= Material to process =
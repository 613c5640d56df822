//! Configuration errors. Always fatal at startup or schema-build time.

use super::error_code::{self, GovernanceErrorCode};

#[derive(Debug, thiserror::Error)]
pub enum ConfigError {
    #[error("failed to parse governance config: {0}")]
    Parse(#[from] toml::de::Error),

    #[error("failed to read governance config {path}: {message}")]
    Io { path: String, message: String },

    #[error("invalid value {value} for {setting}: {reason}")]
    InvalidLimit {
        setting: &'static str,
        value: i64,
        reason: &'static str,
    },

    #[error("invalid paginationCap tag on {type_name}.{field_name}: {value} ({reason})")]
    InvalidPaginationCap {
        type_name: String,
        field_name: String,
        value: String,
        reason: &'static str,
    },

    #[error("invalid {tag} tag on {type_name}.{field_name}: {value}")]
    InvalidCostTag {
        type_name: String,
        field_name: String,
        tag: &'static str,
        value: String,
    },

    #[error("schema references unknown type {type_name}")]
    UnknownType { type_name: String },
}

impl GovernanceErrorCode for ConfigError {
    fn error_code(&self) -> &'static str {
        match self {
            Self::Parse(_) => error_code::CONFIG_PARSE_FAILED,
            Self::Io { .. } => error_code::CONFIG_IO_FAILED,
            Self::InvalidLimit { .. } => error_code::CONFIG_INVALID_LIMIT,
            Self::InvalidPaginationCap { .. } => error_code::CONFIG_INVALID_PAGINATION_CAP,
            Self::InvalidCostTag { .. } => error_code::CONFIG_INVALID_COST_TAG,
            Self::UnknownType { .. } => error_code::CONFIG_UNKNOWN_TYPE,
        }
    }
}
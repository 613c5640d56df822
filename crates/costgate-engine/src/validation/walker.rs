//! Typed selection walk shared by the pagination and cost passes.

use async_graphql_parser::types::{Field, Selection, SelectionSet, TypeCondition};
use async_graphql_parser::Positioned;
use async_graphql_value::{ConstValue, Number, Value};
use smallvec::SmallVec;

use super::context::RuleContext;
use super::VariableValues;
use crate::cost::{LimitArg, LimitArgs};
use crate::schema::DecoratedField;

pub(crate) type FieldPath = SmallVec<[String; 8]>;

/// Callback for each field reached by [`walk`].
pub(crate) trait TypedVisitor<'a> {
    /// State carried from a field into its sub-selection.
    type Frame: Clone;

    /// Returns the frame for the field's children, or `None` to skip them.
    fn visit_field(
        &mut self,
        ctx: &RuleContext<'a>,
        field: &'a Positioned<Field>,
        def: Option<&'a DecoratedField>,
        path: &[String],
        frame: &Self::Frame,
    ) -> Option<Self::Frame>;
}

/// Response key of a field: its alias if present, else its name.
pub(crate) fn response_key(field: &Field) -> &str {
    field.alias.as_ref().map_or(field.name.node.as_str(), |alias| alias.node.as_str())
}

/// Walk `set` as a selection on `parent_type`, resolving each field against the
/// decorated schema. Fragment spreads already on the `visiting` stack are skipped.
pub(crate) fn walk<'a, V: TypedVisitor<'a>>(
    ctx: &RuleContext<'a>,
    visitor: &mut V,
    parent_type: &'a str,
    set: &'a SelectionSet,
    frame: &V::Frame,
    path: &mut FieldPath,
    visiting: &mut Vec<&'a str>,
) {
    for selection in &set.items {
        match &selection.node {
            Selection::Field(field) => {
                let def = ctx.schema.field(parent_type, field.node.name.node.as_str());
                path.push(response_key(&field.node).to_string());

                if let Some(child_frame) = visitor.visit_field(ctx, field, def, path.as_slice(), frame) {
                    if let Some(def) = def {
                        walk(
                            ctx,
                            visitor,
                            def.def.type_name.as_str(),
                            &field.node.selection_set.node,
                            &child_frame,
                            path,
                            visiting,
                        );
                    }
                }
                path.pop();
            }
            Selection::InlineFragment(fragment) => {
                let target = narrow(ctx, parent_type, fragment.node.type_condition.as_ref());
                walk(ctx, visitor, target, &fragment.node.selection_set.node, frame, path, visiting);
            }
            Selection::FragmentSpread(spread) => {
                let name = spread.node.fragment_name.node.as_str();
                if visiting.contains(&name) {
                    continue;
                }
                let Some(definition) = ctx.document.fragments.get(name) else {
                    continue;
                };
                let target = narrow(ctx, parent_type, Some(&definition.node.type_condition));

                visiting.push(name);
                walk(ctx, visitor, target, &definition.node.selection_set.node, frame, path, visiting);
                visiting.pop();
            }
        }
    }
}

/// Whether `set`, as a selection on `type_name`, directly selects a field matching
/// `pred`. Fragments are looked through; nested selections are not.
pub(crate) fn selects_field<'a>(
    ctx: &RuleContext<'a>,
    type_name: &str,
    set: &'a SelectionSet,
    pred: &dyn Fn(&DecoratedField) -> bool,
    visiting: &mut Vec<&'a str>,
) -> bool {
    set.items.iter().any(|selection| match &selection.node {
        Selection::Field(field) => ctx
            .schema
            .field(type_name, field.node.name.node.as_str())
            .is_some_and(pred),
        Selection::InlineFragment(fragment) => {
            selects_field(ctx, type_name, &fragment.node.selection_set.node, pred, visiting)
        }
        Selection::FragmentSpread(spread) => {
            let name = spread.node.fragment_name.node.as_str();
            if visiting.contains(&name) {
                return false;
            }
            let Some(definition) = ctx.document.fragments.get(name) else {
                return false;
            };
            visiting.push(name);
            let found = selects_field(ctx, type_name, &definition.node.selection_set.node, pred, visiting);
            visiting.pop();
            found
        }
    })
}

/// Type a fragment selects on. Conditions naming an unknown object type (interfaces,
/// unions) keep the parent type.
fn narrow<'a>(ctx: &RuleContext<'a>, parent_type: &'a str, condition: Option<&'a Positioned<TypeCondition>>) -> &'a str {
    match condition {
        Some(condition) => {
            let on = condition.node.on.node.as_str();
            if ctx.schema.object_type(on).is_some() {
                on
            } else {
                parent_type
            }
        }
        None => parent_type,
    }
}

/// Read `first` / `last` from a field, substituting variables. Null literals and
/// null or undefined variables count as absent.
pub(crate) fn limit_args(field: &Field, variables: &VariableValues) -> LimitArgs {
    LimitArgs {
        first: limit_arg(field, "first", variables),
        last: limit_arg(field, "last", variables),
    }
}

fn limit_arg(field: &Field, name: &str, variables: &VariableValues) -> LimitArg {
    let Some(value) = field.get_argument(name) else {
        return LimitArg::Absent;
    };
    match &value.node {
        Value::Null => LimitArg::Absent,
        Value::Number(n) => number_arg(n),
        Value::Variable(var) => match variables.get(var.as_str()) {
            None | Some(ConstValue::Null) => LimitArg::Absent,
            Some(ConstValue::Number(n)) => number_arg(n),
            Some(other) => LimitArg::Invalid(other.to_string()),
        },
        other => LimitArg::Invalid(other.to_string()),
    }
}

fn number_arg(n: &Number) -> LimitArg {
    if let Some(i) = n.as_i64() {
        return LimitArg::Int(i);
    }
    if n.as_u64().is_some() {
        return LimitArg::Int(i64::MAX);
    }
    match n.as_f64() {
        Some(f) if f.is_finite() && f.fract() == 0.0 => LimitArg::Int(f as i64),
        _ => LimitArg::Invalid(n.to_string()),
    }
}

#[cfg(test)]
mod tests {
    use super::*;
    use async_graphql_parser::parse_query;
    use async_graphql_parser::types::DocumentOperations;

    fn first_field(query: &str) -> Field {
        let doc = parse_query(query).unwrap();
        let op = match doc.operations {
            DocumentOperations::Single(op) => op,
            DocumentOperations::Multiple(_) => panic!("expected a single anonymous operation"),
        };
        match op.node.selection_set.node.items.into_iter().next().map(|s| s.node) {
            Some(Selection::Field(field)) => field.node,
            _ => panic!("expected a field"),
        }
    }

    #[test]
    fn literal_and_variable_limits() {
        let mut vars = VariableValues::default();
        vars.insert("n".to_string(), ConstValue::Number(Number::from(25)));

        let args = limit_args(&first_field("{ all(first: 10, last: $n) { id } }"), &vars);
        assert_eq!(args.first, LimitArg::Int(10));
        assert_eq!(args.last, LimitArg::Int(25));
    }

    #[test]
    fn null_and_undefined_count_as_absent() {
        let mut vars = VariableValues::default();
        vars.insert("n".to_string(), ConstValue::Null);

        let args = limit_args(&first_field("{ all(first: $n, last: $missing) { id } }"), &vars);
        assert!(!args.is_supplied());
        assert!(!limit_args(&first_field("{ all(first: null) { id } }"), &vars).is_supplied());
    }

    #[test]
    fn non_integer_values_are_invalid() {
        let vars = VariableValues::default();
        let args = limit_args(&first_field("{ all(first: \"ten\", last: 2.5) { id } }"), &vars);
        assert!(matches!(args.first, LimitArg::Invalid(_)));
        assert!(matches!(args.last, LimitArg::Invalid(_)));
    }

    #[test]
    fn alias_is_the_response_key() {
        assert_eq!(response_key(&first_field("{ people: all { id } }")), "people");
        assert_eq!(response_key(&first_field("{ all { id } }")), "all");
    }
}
==
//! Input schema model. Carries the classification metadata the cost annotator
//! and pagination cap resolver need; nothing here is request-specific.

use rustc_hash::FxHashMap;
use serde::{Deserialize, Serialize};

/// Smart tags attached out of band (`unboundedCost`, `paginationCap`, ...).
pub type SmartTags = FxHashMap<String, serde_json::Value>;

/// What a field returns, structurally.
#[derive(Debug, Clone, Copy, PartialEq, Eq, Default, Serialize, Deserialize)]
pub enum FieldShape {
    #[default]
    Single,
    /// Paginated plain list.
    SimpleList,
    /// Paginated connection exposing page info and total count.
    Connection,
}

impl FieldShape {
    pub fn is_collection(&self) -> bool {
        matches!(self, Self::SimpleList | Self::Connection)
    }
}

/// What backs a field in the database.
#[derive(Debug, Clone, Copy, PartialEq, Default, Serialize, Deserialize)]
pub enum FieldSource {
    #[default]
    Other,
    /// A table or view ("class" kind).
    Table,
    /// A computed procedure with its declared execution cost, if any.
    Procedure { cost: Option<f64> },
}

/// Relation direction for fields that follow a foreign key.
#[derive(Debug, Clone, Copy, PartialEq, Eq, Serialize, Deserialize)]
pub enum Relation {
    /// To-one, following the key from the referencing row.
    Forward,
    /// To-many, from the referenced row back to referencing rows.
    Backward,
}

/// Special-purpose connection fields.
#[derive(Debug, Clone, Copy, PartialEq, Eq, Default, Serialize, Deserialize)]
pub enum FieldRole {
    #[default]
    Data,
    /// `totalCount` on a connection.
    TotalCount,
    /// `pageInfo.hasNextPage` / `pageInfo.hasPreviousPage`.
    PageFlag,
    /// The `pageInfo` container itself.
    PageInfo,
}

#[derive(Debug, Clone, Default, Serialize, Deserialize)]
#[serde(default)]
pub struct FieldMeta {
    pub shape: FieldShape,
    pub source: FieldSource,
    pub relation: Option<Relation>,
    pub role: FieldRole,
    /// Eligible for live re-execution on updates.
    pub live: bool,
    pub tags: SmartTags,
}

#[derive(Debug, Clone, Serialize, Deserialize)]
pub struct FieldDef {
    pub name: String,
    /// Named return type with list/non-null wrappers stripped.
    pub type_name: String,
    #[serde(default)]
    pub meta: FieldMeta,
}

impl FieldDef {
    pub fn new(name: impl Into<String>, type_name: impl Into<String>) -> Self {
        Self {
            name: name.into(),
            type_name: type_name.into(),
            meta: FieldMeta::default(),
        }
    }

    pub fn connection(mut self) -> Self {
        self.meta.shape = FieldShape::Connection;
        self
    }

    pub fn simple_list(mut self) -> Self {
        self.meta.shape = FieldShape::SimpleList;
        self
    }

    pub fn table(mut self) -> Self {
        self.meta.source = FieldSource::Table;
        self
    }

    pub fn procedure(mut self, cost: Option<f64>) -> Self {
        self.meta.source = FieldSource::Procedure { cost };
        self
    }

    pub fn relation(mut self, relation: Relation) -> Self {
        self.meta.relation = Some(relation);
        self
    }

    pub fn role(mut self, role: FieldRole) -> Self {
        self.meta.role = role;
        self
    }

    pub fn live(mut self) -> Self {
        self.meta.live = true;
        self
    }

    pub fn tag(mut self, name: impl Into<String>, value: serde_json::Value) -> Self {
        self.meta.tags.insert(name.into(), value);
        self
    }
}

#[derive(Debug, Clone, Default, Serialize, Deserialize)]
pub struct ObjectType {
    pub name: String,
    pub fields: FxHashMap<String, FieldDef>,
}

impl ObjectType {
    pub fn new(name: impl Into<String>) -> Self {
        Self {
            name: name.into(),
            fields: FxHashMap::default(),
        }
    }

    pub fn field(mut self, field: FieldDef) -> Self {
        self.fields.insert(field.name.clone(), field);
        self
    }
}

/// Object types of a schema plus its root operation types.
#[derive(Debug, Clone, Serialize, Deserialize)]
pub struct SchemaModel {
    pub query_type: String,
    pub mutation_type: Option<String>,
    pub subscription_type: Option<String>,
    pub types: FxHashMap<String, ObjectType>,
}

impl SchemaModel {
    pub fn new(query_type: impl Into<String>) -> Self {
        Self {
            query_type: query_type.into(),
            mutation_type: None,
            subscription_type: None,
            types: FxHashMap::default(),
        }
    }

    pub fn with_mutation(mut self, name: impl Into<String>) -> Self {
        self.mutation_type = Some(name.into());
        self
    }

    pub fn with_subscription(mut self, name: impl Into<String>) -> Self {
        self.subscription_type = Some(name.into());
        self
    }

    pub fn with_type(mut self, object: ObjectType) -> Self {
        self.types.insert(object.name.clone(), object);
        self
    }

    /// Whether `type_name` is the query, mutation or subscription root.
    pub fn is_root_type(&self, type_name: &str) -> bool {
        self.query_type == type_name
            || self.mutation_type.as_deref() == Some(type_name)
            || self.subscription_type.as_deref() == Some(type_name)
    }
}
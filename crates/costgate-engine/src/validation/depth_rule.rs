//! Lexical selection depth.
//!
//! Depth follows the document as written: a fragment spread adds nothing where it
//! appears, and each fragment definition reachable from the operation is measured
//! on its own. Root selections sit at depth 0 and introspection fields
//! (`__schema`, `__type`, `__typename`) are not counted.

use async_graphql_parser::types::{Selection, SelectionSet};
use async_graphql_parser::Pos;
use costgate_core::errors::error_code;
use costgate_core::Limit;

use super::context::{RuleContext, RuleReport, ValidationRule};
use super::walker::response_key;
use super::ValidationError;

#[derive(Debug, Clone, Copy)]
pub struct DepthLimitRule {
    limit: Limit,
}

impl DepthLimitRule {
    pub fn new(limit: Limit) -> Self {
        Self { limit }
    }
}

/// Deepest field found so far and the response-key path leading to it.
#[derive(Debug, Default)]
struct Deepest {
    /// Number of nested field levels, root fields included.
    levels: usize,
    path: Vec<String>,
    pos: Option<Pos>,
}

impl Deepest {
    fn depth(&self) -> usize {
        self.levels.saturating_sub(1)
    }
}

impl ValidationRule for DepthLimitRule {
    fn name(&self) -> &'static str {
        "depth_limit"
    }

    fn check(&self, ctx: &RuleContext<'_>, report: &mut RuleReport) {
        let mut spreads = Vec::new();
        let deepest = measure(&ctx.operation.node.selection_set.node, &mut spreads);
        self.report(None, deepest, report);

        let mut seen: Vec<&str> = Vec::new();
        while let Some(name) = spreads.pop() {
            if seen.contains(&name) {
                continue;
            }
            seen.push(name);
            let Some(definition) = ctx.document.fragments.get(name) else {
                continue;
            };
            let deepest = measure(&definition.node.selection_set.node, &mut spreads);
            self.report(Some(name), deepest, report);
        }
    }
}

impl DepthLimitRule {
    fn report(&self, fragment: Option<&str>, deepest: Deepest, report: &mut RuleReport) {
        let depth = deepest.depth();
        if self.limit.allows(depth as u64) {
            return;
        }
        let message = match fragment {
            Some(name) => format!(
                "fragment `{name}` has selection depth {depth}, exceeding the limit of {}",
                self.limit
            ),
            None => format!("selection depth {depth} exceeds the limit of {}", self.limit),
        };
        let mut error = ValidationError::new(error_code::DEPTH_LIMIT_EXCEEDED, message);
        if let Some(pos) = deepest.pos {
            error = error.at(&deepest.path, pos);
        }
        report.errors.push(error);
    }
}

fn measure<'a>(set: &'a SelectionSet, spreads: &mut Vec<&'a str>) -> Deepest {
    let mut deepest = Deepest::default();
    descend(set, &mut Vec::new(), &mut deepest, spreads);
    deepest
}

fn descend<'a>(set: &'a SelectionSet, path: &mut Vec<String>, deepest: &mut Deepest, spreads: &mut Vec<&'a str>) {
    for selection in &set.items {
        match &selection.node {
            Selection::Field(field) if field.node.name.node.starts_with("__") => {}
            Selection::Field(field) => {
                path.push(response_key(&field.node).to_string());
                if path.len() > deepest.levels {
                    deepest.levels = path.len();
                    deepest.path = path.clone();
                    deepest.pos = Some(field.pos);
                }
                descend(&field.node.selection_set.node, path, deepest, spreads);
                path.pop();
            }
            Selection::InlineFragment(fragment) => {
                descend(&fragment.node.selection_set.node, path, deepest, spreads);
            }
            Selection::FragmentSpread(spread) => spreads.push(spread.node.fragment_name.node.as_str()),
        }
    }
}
==
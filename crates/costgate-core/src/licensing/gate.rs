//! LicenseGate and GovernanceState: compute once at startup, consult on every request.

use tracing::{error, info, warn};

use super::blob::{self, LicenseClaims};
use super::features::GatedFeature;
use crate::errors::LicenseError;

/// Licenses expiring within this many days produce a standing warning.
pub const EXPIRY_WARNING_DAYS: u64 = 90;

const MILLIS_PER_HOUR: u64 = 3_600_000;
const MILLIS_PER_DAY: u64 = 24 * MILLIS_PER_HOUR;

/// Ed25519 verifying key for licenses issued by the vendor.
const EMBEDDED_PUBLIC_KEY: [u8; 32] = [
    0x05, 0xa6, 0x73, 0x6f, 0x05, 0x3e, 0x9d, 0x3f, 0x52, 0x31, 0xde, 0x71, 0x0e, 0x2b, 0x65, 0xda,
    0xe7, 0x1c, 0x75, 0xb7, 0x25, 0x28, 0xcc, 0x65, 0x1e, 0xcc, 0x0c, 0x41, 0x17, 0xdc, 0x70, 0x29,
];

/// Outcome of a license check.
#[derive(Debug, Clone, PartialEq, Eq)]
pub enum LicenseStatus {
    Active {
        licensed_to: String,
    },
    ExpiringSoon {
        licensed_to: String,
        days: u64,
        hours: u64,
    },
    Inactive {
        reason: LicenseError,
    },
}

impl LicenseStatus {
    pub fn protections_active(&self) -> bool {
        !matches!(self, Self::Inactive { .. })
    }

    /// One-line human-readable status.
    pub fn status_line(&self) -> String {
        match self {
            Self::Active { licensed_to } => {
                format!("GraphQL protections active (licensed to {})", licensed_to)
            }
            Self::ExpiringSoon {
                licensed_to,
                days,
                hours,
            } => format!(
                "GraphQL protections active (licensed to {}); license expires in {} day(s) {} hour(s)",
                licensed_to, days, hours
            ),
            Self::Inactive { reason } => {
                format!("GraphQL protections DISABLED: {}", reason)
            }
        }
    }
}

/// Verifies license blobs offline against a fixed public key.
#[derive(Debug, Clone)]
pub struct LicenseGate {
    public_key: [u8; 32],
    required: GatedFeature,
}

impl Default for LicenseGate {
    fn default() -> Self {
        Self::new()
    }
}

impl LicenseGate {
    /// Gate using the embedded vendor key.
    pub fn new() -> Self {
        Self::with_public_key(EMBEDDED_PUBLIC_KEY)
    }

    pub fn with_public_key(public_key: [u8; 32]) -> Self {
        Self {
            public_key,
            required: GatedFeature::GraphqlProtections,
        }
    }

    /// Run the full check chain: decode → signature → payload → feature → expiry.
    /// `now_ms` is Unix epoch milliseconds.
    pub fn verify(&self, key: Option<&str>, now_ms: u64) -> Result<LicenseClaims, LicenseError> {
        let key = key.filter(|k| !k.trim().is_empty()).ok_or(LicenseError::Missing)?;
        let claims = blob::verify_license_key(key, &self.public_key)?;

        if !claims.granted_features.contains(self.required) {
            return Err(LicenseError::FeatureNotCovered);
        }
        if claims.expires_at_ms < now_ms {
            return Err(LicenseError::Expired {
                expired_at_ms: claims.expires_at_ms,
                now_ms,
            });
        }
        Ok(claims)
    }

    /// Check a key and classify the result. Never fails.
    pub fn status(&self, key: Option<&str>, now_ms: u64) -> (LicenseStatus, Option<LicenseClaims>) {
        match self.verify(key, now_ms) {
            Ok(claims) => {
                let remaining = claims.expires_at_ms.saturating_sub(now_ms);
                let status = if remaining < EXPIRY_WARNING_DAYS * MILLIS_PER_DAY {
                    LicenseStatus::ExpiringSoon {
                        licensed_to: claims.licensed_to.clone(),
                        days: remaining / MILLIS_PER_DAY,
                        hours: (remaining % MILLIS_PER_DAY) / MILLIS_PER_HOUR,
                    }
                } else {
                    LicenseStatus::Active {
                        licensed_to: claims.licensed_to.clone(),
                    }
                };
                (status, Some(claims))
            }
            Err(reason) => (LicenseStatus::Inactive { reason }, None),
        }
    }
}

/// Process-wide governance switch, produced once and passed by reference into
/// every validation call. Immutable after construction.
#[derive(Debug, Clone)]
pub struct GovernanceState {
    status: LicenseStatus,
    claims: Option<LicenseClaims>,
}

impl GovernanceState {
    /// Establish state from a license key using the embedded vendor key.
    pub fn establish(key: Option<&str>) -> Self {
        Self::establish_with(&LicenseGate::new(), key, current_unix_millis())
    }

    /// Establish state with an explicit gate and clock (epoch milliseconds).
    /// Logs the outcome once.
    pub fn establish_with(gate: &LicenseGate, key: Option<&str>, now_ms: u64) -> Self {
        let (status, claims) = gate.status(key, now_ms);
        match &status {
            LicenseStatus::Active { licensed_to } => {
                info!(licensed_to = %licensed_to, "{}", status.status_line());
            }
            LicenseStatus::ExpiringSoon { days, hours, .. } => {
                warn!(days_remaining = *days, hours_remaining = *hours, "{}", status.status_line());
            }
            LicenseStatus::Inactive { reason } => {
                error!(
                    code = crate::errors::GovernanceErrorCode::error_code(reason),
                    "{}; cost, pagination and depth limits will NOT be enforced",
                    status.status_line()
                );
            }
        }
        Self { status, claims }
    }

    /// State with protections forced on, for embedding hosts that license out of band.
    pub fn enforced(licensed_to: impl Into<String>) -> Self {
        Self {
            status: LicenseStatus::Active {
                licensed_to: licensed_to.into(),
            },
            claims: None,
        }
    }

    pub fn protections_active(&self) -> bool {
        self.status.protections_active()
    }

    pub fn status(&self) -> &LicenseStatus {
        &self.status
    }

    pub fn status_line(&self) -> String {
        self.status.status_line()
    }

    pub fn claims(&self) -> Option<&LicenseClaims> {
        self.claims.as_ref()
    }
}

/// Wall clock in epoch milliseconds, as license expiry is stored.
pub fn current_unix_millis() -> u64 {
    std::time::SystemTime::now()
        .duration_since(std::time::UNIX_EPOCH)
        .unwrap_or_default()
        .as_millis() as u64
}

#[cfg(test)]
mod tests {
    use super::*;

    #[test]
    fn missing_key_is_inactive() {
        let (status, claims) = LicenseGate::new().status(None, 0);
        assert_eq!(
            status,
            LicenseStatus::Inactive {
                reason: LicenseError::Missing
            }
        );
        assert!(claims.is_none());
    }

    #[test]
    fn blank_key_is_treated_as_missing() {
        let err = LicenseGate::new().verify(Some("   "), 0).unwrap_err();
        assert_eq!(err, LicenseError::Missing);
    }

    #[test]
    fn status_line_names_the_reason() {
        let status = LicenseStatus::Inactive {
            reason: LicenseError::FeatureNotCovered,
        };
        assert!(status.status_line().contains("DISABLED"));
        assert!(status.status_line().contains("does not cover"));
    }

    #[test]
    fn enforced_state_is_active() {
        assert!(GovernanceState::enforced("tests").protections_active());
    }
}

= What to work on =
Look through the data above. Copy every line with the string "ExpiringSoon" in it.

= Answer area =
    ExpiringSoon {
            Self::ExpiringSoon {
                    LicenseStatus::ExpiringSoon {
            LicenseStatus::ExpiringSoon { days, hours, .. } => {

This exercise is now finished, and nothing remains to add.